Kronologi Selebgram Adam Deni Bikin Onar di Jakarta Utara

Sedang Trending 1 jam yang lalu

Liputan6.com, Jakarta - Rekaman CCTV memperlihatkan selebgram Adam Deni Gearaka marah-marah hingga menendang tong sampah di depan sebuah ruko. Kasus ini berbuntut panjang.

Kini, Adam Deni Gearaka namalain ADG (30) ditetapkan sebagai tersangka kasus perusakan.

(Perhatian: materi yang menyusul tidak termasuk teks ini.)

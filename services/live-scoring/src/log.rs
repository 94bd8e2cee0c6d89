//! Delivery log
//!
//! Append-only, per-innings ordered sequence of committed deliveries; the
//! source of truth every view is folded from.
//!
//! Invariants:
//! - Sequence numbers start at 1, strictly increase, and are never reused
//! - Amendments replace a delivery in place, keeping sequence and position
//! - A client reference maps to at most one committed delivery

use std::collections::BTreeMap;

use cricket_types::delivery::Delivery;
use cricket_types::ids::{DeliveryId, InningsId};
use tracing::debug;

#[derive(Debug, Clone, PartialEq, Eq, thiserror::Error)]
pub enum LogError {
    #[error("non-monotonic sequence: expected {expected}, received {received}")]
    NonMonotonic { expected: u64, received: u64 },

    #[error("delivery {0} belongs to another innings")]
    ForeignDelivery(DeliveryId),

    #[error("amendment would move delivery {delivery_id} from sequence {expected} to {received}")]
    SequenceChanged {
        delivery_id: DeliveryId,
        expected: u64,
        received: u64,
    },
}

#[derive(Debug, Clone)]
pub struct DeliveryLog {
    innings_id: InningsId,
    deliveries: Vec<Delivery>,
    by_id: BTreeMap<DeliveryId, usize>,
    by_client_ref: BTreeMap<String, usize>,
    next_sequence: u64,
}

impl DeliveryLog {
    pub fn new(innings_id: InningsId) -> Self {
        Self {
            innings_id,
            deliveries: Vec::new(),
            by_id: BTreeMap::new(),
            by_client_ref: BTreeMap::new(),
            next_sequence: 1,
        }
    }

    pub fn innings_id(&self) -> InningsId {
        self.innings_id
    }

    /// Sequence the next appended delivery must carry.
    pub fn next_sequence(&self) -> u64 {
        self.next_sequence
    }

    pub fn last_sequence(&self) -> Option<u64> {
        self.deliveries.last().map(|d| d.sequence)
    }

    pub fn append(&mut self, delivery: Delivery) -> Result<(), LogError> {
        if delivery.innings_id != self.innings_id {
            return Err(LogError::ForeignDelivery(delivery.delivery_id));
        }
        if delivery.sequence != self.next_sequence {
            return Err(LogError::NonMonotonic {
                expected: self.next_sequence,
                received: delivery.sequence,
            });
        }

        let index = self.deliveries.len();
        self.by_id.insert(delivery.delivery_id, index);
        if let Some(key) = &delivery.client_ref {
            self.by_client_ref.insert(key.clone(), index);
        }
        debug!(
            innings_id = %self.innings_id,
            sequence = delivery.sequence,
            "Delivery appended"
        );
        self.next_sequence += 1;
        self.deliveries.push(delivery);
        Ok(())
    }

    /// Replace the delivery at `index`, which must keep its identity and sequence.
    pub fn amend(&mut self, index: usize, delivery: Delivery) -> Result<(), LogError> {
        let Some(existing) = self.deliveries.get(index) else {
            return Err(LogError::ForeignDelivery(delivery.delivery_id));
        };
        if existing.delivery_id != delivery.delivery_id || existing.sequence != delivery.sequence {
            return Err(LogError::SequenceChanged {
                delivery_id: delivery.delivery_id,
                expected: existing.sequence,
                received: delivery.sequence,
            });
        }
        self.deliveries[index] = delivery;
        Ok(())
    }

    pub fn position(&self, delivery_id: &DeliveryId) -> Option<usize> {
        self.by_id.get(delivery_id).copied()
    }

    pub fn get(&self, index: usize) -> Option<&Delivery> {
        self.deliveries.get(index)
    }

    pub fn find(&self, delivery_id: &DeliveryId) -> Option<&Delivery> {
        self.position(delivery_id).and_then(|i| self.deliveries.get(i))
    }

    pub fn find_by_client_ref(&self, key: &str) -> Option<&Delivery> {
        self.by_client_ref
            .get(key)
            .and_then(|i| self.deliveries.get(*i))
    }

    /// Deliveries from `index` to the end.
    pub fn suffix(&self, index: usize) -> &[Delivery] {
        self.deliveries.get(index..).unwrap_or(&[])
    }

    pub fn deliveries(&self) -> &[Delivery] {
        &self.deliveries
    }

    pub fn len(&self) -> usize {
        self.deliveries.len()
    }

    pub fn is_empty(&self) -> bool {
        self.deliveries.is_empty()
    }
}
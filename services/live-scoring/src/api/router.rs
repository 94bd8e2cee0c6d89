use axum::{
    routing::{get, post, put},
    Router,
};
use tower_http::cors::CorsLayer;
use tower_http::trace::TraceLayer;

use crate::api::handlers::{deliveries, innings, matches, ws};
use crate::api::state::AppState;

pub fn create_router(state: AppState) -> Router {
    let match_routes = Router::new()
        .route("/matches", post(matches::create_match))
        .route("/matches/{id}", get(matches::get_match).delete(matches::release_match))
        .route("/matches/{id}/toss", put(matches::record_toss))
        .route("/matches/{id}/innings", post(matches::open_innings))
        .route("/matches/{id}/draw", post(matches::conclude_draw))
        .route("/matches/{id}/live", get(ws::live_feed));

    let innings_routes = Router::new()
        .route("/innings/{id}", get(innings::get_innings))
        .route(
            "/innings/{id}/deliveries",
            post(innings::submit_delivery).get(innings::deliveries),
        )
        .route("/innings/{id}/declare", post(innings::declare))
        .route("/innings/{id}/forfeit", post(innings::forfeit))
        .route("/innings/{id}/batting", get(innings::batting))
        .route("/innings/{id}/bowling", get(innings::bowling))
        .route("/innings/{id}/partnerships", get(innings::partnerships))
        .route("/innings/{id}/fall-of-wickets", get(innings::fall_of_wickets))
        .route("/innings/{id}/overs", get(innings::overs))
        .route("/innings/{id}/analytics", get(innings::analytics))
        .route("/innings/{id}/verify", get(innings::verify));

    Router::new()
        .merge(match_routes)
        .merge(innings_routes)
        .route("/deliveries/{id}/correct", post(deliveries::correct_delivery))
        .route("/teams/{id}/squad", put(deliveries::put_squad))
        .route("/metrics", get(deliveries::get_metrics))
        .layer(CorsLayer::permissive())
        .layer(TraceLayer::new_for_http())
        .with_state(state)
}
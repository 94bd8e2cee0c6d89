//! Request and response bodies for the HTTP edge
//!
//! Overs are rendered as "N.n" strings here and nowhere else; the engine
//! itself only ever counts legal balls.

use std::collections::BTreeMap;

use cricket_types::delivery::{Delivery, DeliveryDraft, DeliveryPatch};
use cricket_types::fixture::{MatchFormat, MatchRecord, MatchResult, MatchSetup, MatchStatus, Toss};
use cricket_types::ids::{ActorId, DeliveryId, InningsId, MatchId, PlayerId, TeamId};
use cricket_types::innings::{ClosureReason, InningsKind, InningsSummary};
use cricket_types::numeric::BallCount;
use rust_decimal::Decimal;
use serde::{Deserialize, Serialize};

use crate::analytics::{AnalyticsView, PitchPoint, ShotPoint};
use crate::correction::CorrectionReport;
use crate::engine::{MatchView, SubmitReceipt};
use crate::metrics::Alert;
use crate::roster::Player;
use crate::scorecard::{BattingFigures, BowlingFigures, FallOfWicket, OverSummary, Partnership};
use crate::snapshot::StateSnapshot;

/// "N.n" label for a legal-ball count.
pub fn overs_label(balls: BallCount) -> String {
    balls.to_string()
}

// -------------------------------------------------------------------
// Requests
// -------------------------------------------------------------------

#[derive(Debug, Clone, Deserialize)]
pub struct CreateMatchRequest {
    #[serde(flatten)]
    pub format: MatchFormat,
    pub home: TeamId,
    pub away: TeamId,
}

impl From<CreateMatchRequest> for MatchSetup {
    fn from(request: CreateMatchRequest) -> Self {
        MatchSetup {
            format: request.format,
            home: request.home,
            away: request.away,
        }
    }
}

#[derive(Debug, Clone, Default, Deserialize)]
pub struct OpenInningsRequest {
    #[serde(default)]
    pub enforce_follow_on: bool,
}

#[derive(Debug, Clone, Deserialize)]
pub struct SubmitDeliveryRequest {
    #[serde(flatten)]
    pub draft: DeliveryDraft,
    #[serde(default)]
    pub actor: Option<ActorId>,
}

#[derive(Debug, Clone, Deserialize)]
pub struct CorrectionRequest {
    #[serde(flatten)]
    pub patch: DeliveryPatch,
    #[serde(default)]
    pub actor: Option<ActorId>,
}

#[derive(Debug, Clone, Serialize, Deserialize)]
pub struct SquadRequest {
    pub players: Vec<Player>,
}

/// Optional chart filters on the analytics endpoint.
#[derive(Debug, Clone, Default, Deserialize)]
pub struct AnalyticsQuery {
    pub batter: Option<PlayerId>,
    pub bowler: Option<PlayerId>,
}

// -------------------------------------------------------------------
// Responses
// -------------------------------------------------------------------

#[derive(Debug, Clone, Serialize)]
pub struct InningsLine {
    pub innings_id: InningsId,
    pub number: u32,
    pub kind: InningsKind,
    pub batting_team: TeamId,
    pub score: String,
    pub overs: String,
    pub target: Option<u32>,
    pub closure: Option<ClosureReason>,
}

impl From<&InningsSummary> for InningsLine {
    fn from(summary: &InningsSummary) -> Self {
        Self {
            innings_id: summary.innings_id,
            number: summary.number,
            kind: summary.kind,
            batting_team: summary.batting_team.clone(),
            score: format!("{}/{}", summary.runs, summary.wickets),
            overs: overs_label(summary.balls),
            target: summary.target,
            closure: summary.closure_reason(),
        }
    }
}

#[derive(Debug, Clone, Serialize)]
pub struct MatchResponse {
    pub match_id: MatchId,
    #[serde(flatten)]
    pub format: MatchFormat,
    pub home: TeamId,
    pub away: TeamId,
    pub toss: Option<Toss>,
    pub status: MatchStatus,
    pub innings: Vec<InningsLine>,
    pub result: Option<MatchResult>,
    pub live: Option<InningsResponse>,
}

impl MatchResponse {
    pub fn from_record(record: &MatchRecord, live: Option<StateSnapshot>) -> Self {
        Self {
            match_id: record.match_id,
            format: record.format,
            home: record.home.clone(),
            away: record.away.clone(),
            toss: record.toss.clone(),
            status: record.status,
            innings: record.innings.iter().map(InningsLine::from).collect(),
            result: record.result.clone(),
            live: live.map(InningsResponse::from),
        }
    }
}

impl From<MatchView> for MatchResponse {
    fn from(view: MatchView) -> Self {
        Self::from_record(&view.record, view.live)
    }
}

/// Live snapshot plus its printable score line.
#[derive(Debug, Clone, Serialize)]
pub struct InningsResponse {
    pub score: String,
    pub overs: String,
    #[serde(flatten)]
    pub snapshot: StateSnapshot,
}

impl From<StateSnapshot> for InningsResponse {
    fn from(snapshot: StateSnapshot) -> Self {
        Self {
            score: format!("{}/{}", snapshot.runs, snapshot.wickets),
            overs: overs_label(snapshot.balls),
            snapshot,
        }
    }
}

#[derive(Debug, Clone, Serialize)]
pub struct DeliveryResponse {
    pub delivery_id: DeliveryId,
    pub sequence: u64,
    /// Label of the ball, e.g. "3.4" for the fourth ball of the fourth over.
    pub ball: String,
    pub duplicate: bool,
    pub innings: InningsResponse,
}

impl From<SubmitReceipt> for DeliveryResponse {
    fn from(receipt: SubmitReceipt) -> Self {
        Self {
            delivery_id: receipt.delivery.delivery_id,
            sequence: receipt.delivery.sequence,
            ball: ball_label(&receipt.delivery),
            duplicate: receipt.duplicate,
            innings: receipt.snapshot.into(),
        }
    }
}

fn ball_label(delivery: &Delivery) -> String {
    format!("{}.{}", delivery.over_number.saturating_sub(1), delivery.ball_in_over)
}

#[derive(Debug, Clone, Serialize)]
pub struct DeliveryRow {
    pub ball: String,
    #[serde(flatten)]
    pub delivery: Delivery,
}

impl From<Delivery> for DeliveryRow {
    fn from(delivery: Delivery) -> Self {
        Self {
            ball: ball_label(&delivery),
            delivery,
        }
    }
}

#[derive(Debug, Clone, Serialize)]
pub struct CorrectionResponse {
    pub corrected: Vec<DeliveryId>,
    pub from_sequence: u64,
    pub refolded: usize,
    pub score_before: String,
    pub score_after: String,
    pub innings: InningsResponse,
}

impl CorrectionResponse {
    pub fn new(report: CorrectionReport, snapshot: StateSnapshot) -> Self {
        Self {
            corrected: report.corrected.iter().map(|d| d.delivery_id).collect(),
            from_sequence: report.from_sequence,
            refolded: report.refolded,
            score_before: format!("{}/{}", report.runs_before, report.wickets_before),
            score_after: format!("{}/{}", report.runs_after, report.wickets_after),
            innings: snapshot.into(),
        }
    }
}

#[derive(Debug, Clone, Serialize)]
pub struct BattingRow {
    pub player: PlayerId,
    pub name: String,
    pub dismissal: String,
    pub runs: u32,
    pub balls: u32,
    pub fours: u32,
    pub sixes: u32,
    pub strike_rate: Decimal,
}

impl BattingRow {
    pub fn new(figures: &BattingFigures, name: &dyn Fn(&PlayerId) -> String) -> Self {
        Self {
            player: figures.player.clone(),
            name: name(&figures.player),
            dismissal: figures.dismissal_text(name),
            runs: figures.runs,
            balls: figures.balls,
            fours: figures.fours,
            sixes: figures.sixes,
            strike_rate: figures.strike_rate(),
        }
    }
}

#[derive(Debug, Clone, Serialize)]
pub struct BowlingRow {
    pub player: PlayerId,
    pub name: String,
    pub overs: String,
    pub maidens: u32,
    pub runs: u32,
    pub wickets: u32,
    pub economy: Decimal,
    pub wides: u32,
    pub no_balls: u32,
    pub dots: u32,
}

impl BowlingRow {
    pub fn new(figures: &BowlingFigures, name: &dyn Fn(&PlayerId) -> String) -> Self {
        Self {
            player: figures.player.clone(),
            name: name(&figures.player),
            overs: overs_label(figures.overs()),
            maidens: figures.maidens,
            runs: figures.runs_conceded,
            wickets: figures.wickets,
            economy: figures.economy(),
            wides: figures.wides,
            no_balls: figures.no_balls,
            dots: figures.dots,
        }
    }
}

#[derive(Debug, Clone, Serialize)]
pub struct PartnershipRow {
    pub wicket: u32,
    pub batters: [String; 2],
    pub runs: u32,
    pub balls: u32,
    pub contributions: [u32; 2],
    pub extras: u32,
    pub unbroken: bool,
}

impl PartnershipRow {
    pub fn new(p: &Partnership, name: &dyn Fn(&PlayerId) -> String) -> Self {
        Self {
            wicket: p.number,
            batters: [name(&p.batter_one), name(&p.batter_two)],
            runs: p.runs,
            balls: p.balls,
            contributions: [p.batter_one_runs, p.batter_two_runs],
            extras: p.extras,
            unbroken: p.is_unbroken(),
        }
    }
}

#[derive(Debug, Clone, Serialize)]
pub struct FallOfWicketRow {
    pub wicket: u32,
    pub score: String,
    pub overs: String,
    pub player_out: PlayerId,
    pub name: String,
}

impl FallOfWicketRow {
    pub fn new(fow: &FallOfWicket, name: &dyn Fn(&PlayerId) -> String) -> Self {
        Self {
            wicket: fow.wicket,
            score: format!("{}-{}", fow.score, fow.wicket),
            overs: overs_label(fow.balls),
            player_out: fow.player_out.clone(),
            name: name(&fow.player_out),
        }
    }
}

#[derive(Debug, Clone, Serialize)]
pub struct AnalyticsResponse {
    #[serde(flatten)]
    pub view: AnalyticsView,
    /// Filtered chart points when a batter or bowler was requested.
    #[serde(skip_serializing_if = "Option::is_none")]
    pub batter_wagon_wheel: Option<Vec<ShotPoint>>,
    #[serde(skip_serializing_if = "Option::is_none")]
    pub bowler_pitch_map: Option<Vec<PitchPoint>>,
}

#[derive(Debug, Clone, Serialize)]
pub struct OversResponse {
    pub overs: Vec<OverSummary>,
}

#[derive(Debug, Clone, Serialize)]
pub struct MetricsResponse {
    pub counters: BTreeMap<String, u64>,
    pub alerts: Vec<Alert>,
}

Dia ditahan di Polres Metro Jakarta Utara.

Dalam perkara itu, Adam Deni Gearaka diduga merusak sejumlah akomodasi upaya di area Jalan Terusan Kelapa Hybrida, Sukapura, Cilincing, Jakarta Utara. Dia juga diduga mengintimidasi petugas keamanan dengan memperlihatkan airsoftgun nan terselip di pinggangnya.

Aksi Adam Deni Gearaka terekam kamera CCTV, dan videonya beredar luas di media sosial. Dalam rekaman itu, laki-laki berkemeja merah dan celana hantu tersebut mondar-mandir sembari marah.

Sebuah tong sampah ditendang hingga isinya berserakan. Seorang laki-laki sempat mencoba menenangkan, namun Adam Deni Gearaka tetap emosi. Dia juga terlihat memperlihatkan barang nan belakangan diketahui adalah airsoftgun.

Kabid Humas Polda Metro Jaya, Kombes Pol Budi Hermanto menjelaskan keributan bermulai pada haru Rabu (17/6/2026) sekira pukul 20.30 WIB. Adam Deni Gearaka memaksa masuk ke dalam sebuah ruko.

Di dalam ruko, Adam Deni Gearaka diduga merusak neon box, melubangi tembok gypsum, serta merusak sejumlah akomodasi lain, seperti bangku dan perlengkapan sanitasi.

Petugas keamanan di letak juga mendapat intimidasi setelah Adam Deni Gearaka memperlihatkan airsoftgun nan dibawa.

Keesokan harinya, Kamis (18/6/2026) sekira pukul 19.30 WIB, Adam Deni Gearaka kembali datang ke lokasi. Kali ini dia diduga merusak bagian luar mobil milik korban nan sedang terparkir.

Menerima laporan dari tenaga kerja dan petugas keamanan, personil Polsek Cilincing langsung mengamankan Adam Deni Gearaka. Penanganan perkara kemudian dilimpahkan ke Satreskrim Polres Metro Jakarta Utara.

“Berdasarkan hasil pemeriksaan dan perangkat bukti berupa rekaman CCTV, keterangan tujuh saksi, serta penyitaan satu unit airsoftgun, status norma ADG telah dinaikkan menjadi tersangka dan saat ini resmi ditahan. Tersangka juga mengakui perbuatannya,” ujar Budi dalam keterangan tertulis, Sabtu (20/6/2026).

Menurut Budi, tersangka sempat mengusulkan permohonan keadilan restoratif. Namun interogator tetap memproses perkara lantaran tindakan intimidasi menggunakan airsoft gun dan perusakan tidak bisa dibenarkan meski dipicu persoalan pribadi.

"Namun, kami menegaskan bahwa meskipun motifnya dipicu oleh perselisihan pribadi, langkah penyelesaian masalah dengan melakukan intimidasi senjata dan merusak properti publik adalah tindakan melawan norma nan kudu diproses secara profesional,” ucap dia.

Dalam kasus ini, polisi menyita satu unit airsoft gun nan diduga digunakan saat kejadian. Akibat tindakan tersebut, korban ditaksir mengalami kerugian sekitar Rp 15 juta.

Atas perbuatannya, ADG dijerat Pasal 521 Undang-Undang Nomor 1 Tahun 2023 tentang Kitab Undang-Undang Hukum Pidana (KUHP).